> [WHAT YOU HAVE TO DO] Output, without any change, the listing below from its opening line up to and including the line with "pub fn error(&self)".

========================================================================

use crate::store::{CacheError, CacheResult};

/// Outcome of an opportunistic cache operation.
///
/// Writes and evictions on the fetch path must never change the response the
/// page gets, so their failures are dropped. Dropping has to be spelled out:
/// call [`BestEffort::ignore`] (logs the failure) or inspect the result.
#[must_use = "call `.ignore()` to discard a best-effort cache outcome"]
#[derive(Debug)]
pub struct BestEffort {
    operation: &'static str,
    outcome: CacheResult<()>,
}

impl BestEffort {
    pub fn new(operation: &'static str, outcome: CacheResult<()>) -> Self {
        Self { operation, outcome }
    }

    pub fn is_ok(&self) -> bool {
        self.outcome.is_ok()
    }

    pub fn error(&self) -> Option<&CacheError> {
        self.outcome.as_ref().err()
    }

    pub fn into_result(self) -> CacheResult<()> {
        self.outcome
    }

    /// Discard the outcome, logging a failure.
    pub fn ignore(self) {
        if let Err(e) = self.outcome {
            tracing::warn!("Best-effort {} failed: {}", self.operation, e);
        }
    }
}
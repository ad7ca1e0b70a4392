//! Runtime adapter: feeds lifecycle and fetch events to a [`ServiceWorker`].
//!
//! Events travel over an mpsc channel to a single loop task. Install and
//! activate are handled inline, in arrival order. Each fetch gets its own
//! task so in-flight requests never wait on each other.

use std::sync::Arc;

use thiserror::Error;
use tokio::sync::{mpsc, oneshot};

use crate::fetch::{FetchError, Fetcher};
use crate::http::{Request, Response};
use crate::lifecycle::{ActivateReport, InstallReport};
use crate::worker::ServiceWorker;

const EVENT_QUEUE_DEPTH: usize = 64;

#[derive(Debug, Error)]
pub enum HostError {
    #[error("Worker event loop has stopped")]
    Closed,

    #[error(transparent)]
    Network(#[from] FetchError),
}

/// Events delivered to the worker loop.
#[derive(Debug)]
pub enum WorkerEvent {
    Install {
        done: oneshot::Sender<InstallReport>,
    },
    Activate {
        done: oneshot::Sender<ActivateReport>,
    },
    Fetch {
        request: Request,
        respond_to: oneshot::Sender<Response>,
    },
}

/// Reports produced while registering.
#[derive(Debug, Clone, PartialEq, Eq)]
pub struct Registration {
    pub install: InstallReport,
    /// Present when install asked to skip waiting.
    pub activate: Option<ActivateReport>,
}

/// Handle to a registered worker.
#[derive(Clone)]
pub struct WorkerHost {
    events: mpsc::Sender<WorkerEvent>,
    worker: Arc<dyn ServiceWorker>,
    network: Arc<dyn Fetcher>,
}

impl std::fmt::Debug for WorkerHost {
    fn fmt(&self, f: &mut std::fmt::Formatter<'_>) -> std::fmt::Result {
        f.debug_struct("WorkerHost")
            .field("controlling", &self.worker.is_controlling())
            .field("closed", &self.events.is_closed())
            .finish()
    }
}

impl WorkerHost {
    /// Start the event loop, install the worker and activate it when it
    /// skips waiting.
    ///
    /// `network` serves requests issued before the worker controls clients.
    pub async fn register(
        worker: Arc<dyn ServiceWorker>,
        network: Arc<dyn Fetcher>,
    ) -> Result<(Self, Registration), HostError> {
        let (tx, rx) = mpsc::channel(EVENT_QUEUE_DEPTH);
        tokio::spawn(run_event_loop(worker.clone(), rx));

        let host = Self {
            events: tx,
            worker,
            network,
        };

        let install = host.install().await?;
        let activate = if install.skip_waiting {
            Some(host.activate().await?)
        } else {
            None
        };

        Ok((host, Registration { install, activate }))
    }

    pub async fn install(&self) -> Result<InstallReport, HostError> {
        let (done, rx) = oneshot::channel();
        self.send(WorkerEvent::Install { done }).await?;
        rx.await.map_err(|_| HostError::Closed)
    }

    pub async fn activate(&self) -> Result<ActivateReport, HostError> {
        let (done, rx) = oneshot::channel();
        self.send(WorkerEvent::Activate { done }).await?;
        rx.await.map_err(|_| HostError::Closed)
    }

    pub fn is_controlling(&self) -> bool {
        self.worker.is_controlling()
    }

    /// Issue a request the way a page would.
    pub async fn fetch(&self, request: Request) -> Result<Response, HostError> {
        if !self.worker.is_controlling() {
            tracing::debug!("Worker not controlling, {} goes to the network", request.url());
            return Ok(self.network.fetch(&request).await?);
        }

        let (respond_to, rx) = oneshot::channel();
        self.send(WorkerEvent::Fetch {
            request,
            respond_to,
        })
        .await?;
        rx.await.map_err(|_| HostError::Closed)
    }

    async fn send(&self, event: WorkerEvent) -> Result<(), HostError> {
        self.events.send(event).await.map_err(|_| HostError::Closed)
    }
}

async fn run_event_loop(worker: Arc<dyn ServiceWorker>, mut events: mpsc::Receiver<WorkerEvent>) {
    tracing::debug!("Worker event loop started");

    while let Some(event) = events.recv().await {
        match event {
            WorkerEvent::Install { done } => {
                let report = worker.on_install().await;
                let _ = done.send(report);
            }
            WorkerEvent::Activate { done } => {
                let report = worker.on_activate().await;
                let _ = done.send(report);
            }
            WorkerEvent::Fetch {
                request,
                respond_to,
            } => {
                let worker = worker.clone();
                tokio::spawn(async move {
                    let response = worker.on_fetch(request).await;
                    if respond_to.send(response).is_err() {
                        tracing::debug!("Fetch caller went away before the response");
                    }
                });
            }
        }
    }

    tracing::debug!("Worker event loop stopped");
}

========================================================================

> [REPLY TO THE TASK]
use crate::store::{CacheError, CacheResult};

/// Outcome of an opportunistic cache operation.
///
/// Writes and evictions on the fetch path must never change the response the
/// page gets, so their failures are dropped. Dropping has to be spelled out:
/// call [`BestEffort::ignore`] (logs the failure) or inspect the result.
#[must_use = "call `.ignore()` to discard a best-effort cache outcome"]
#[derive(Debug)]
pub struct BestEffort {
    operation: &'static str,
    outcome: CacheResult<()>,
}

impl BestEffort {
    pub fn new(operation: &'static str, outcome: CacheResult<()>) -> Self {
        Self { operation, outcome }
    }

    pub fn is_ok(&self) -> bool {
        self.outcome.is_ok()
    }

    pub fn error(&self) -> Option<&CacheError> {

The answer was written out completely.